Doktorspiele bei Kindern sind normal - aber wann sollten Eltern besorgt sein?
NN, picture alliance, dpa

Doktorspiele sind voll okay! Aber wann geht es zu weit?
Schon seit Langem ist eine verbietende und strafende Erziehung im Hinblick auf die sexuelle Entwicklung von Kindern nicht mehr gewünscht. Kinder sollen sich in einer geschützten Zone selbst und gegenseitig erforschen dürfen. Eine Voraussetzung dafür, dass sich kein gestörtes Verhältnis zur Sexualität entwickelt – da sind sich Psychologen sicher.

Der Schutz des Kindes hat erste Priorität

Trotzdem sind Eltern auch heutzutage oft noch verunsichert, wenn sie von Handlungen Kenntnis bekommen. RTL hat mit dem Psychologen Michael Thiel darüber gesprochen.

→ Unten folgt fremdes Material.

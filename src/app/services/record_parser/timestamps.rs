//! Timestamp normalization shared by the extractors
//!
//! Baby Connect exports timestamps in the locale of the exporting device,
//! most commonly `12/04/2011 10:05 PM`. Every recognized form is rewritten to
//! `YYYY-MM-DD HH:MM:SS` without any timezone conversion: when the input
//! carries an offset, its wall-clock time is kept.

use chrono::{DateTime, NaiveDate, NaiveDateTime};

use super::extractor::ExtractionError;
use super::field_parsers::get_required_field;
use crate::app::models::Record;
use crate::constants::{
    CANONICAL_DATETIME_FORMAT, DATE_ONLY_FORMATS, NAIVE_DATETIME_FORMATS,
    OFFSET_DATETIME_FORMATS, fields,
};

/// Parse a date-time in any of the accepted forms
pub fn parse_timestamp(value: &str) -> Option<NaiveDateTime> {
    let trimmed = value.trim();
    if trimmed.is_empty() {
        return None;
    }

    for format in OFFSET_DATETIME_FORMATS {
        if let Ok(dt) = DateTime::parse_from_str(trimmed, format) {
            return Some(dt.naive_local());
        }
    }
    if let Ok(dt) = DateTime::parse_from_rfc3339(trimmed) {
        return Some(dt.naive_local());
    }
    if let Ok(dt) = DateTime::parse_from_rfc2822(trimmed) {
        return Some(dt.naive_local());
    }

    // "12/04/2011, 10:05 PM"
    let cleaned = trimmed.replacen(',', "", 1);

    for format in NAIVE_DATETIME_FORMATS {
        if let Ok(dt) = NaiveDateTime::parse_from_str(&cleaned, format) {
            return Some(dt);
        }
    }
    DATE_ONLY_FORMATS
        .iter()
        .find_map(|format| NaiveDate::parse_from_str(&cleaned, format).ok())
        .and_then(|date| date.and_hms_opt(0, 0, 0))
}

/// Rewrite a date-time string in canonical `YYYY-MM-DD HH:MM:SS` form
pub fn normalize_timestamp(value: &str) -> Option<String> {
    parse_timestamp(value).map(|dt| dt.format(CANONICAL_DATETIME_FORMAT).to_string())
}

/// Normalize `start_time` and `end_time` in place
///
/// Both fields must be present and parseable.
pub fn normalize_timestamp_fields(record: &mut Record) -> Result<(), ExtractionError> {
    for field in fields::TIMESTAMP_FIELDS {
        let value = get_required_field(record, field)?;
        let normalized =
            normalize_timestamp(value).ok_or_else(|| ExtractionError::InvalidTimestamp {
                field: field.to_string(),
                value: value.to_string(),
            })?;
        record.insert(*field, normalized);
    }
    Ok(())
}
//! Tests for reading activity exports

use super::*;
use crate::app::services::activity_reader::ActivityReader;
use crate::error::BabyConnectError;
use std::path::Path;

#[test]
fn test_read_file_produces_symbolized_records() {
    let temp_file = create_temp_file(&create_test_export());
    let result = ActivityReader::new().read_file(temp_file.path()).unwrap();

    assert_eq!(result.records.len(), 4);
    assert_eq!(result.stats.total_rows, 4);
    assert_eq!(result.stats.rows_read, 4);
    assert_eq!(result.stats.rows_skipped, 0);
    assert_eq!(
        result.columns,
        vec![
            "activity",
            "child_name",
            "start_time",
            "end_time",
            "duration",
            "text",
            "extra_data"
        ]
    );

    let nursing = &result.records[0];
    assert_eq!(nursing.get_text("activity"), Some("Nursing"));
    assert_eq!(nursing.get_text("child_name"), Some("Hazel"));
    assert_eq!(
        nursing.get_text("text"),
        Some("Hazel nursed (5min left, 3min)")
    );
    assert_eq!(nursing.get_text("extra_data"), Some(""));
    assert_eq!(
        nursing.keys().collect::<Vec<_>>(),
        result.columns.iter().map(String::as_str).collect::<Vec<_>>()
    );
}

#[test]
fn test_read_preserves_row_order() {
    let temp_file = create_temp_file(&create_test_export());
    let result = ActivityReader::new().read_file(temp_file.path()).unwrap();

    let activities: Vec<_> = result
        .records
        .iter()
        .map(|r| r.get_text("activity").unwrap())
        .collect();
    assert_eq!(activities, vec!["Nursing", "Diaper", "Sleep Start", "Weight"]);
}

#[test]
fn test_short_rows_lack_trailing_fields() {
    let content = "Activity,Child Name,Text,Start Time\nWeight,Ann\nDiaper,Ann,text,01/02/2012 08:00 AM,extra";
    let result = ActivityReader::new().read_from(content.as_bytes()).unwrap();

    assert_eq!(result.records.len(), 2);
    let short = &result.records[0];
    assert_eq!(short.len(), 2);
    assert!(!short.contains("text"));

    let long = &result.records[1];
    assert_eq!(long.len(), 4);
    assert_eq!(long.get_text("start_time"), Some("01/02/2012 08:00 AM"));
}

#[test]
fn test_invalid_utf8_rows_are_skipped() {
    let mut content = b"Activity,Child Name\nWeight,Ann\n".to_vec();
    content.extend_from_slice(b"Diaper,\xff\xfe\n");
    content.extend_from_slice(b"Sleep,Ann\n");

    let result = ActivityReader::new().read_from(content.as_slice()).unwrap();

    assert_eq!(result.stats.total_rows, 3);
    assert_eq!(result.stats.rows_read, 2);
    assert_eq!(result.stats.rows_skipped, 1);
    assert_eq!(result.stats.errors.len(), 1);
    assert!(result.stats.errors[0].contains("row 2"));
}

#[test]
fn test_tab_delimited_export() {
    let content = "Activity\tChild Name\nNursing\tBob\n";
    let result = ActivityReader::new()
        .with_delimiter(b'\t')
        .read_from(content.as_bytes())
        .unwrap();

    assert_eq!(result.records[0].get_text("child_name"), Some("Bob"));
}

#[test]
fn test_empty_export() {
    let result = ActivityReader::new().read_from("".as_bytes()).unwrap();

    assert!(result.records.is_empty());
    assert_eq!(result.stats.success_rate(), 0.0);
}

#[test]
fn test_missing_file_fails_fast() {
    let result = ActivityReader::new().read_file(Path::new("/nonexistent/baby_connect.csv"));
    assert!(matches!(result, Err(BabyConnectError::InputNotFound { .. })));
}

#[test]
fn test_directory_is_unreadable() {
    let dir = tempfile::tempdir().unwrap();
    let result = ActivityReader::new().read_file(dir.path());
    assert!(matches!(
        result,
        Err(BabyConnectError::InputUnreadable { .. })
    ));
}

#[test]
fn test_duplicate_headers_keep_first_value() {
    let content = "Activity,Text,Child Name,Text!\nWeight,first,Hazel,second\n";
    let result = ActivityReader::new().read_from(content.as_bytes()).unwrap();

    let record = &result.records[0];
    assert_eq!(record.get_text("text"), Some("first"));
    assert_eq!(
        record.keys().collect::<Vec<_>>(),
        vec!["activity", "text", "child_name"]
    );
}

Er sagt dazu: „Der Schutz Ihres Kindes hat erste Priorität, ziehen Sie es unaufgeregt, aber bestimmt, zum Beispiel mit den Worten ‚Ich möchte nicht, dass ihr das jetzt spielt‘ aus der Situation heraus.“ Dann sollten Eltern ihrem Kind altersgerecht erklären, warum sie das tun mussten, zum Beispiel mit dem Satz: „Ich sah, wie mit Dir etwas gemacht wurde, was Du nicht mochtest.“ Im Anschluss sollten Eltern das Gespräch mit dem anderen Kind und dessen Eltern suchen und dann klare Grenzen setzen, was mit ihrem Kind erlaubt ist und was nicht, so der Experte.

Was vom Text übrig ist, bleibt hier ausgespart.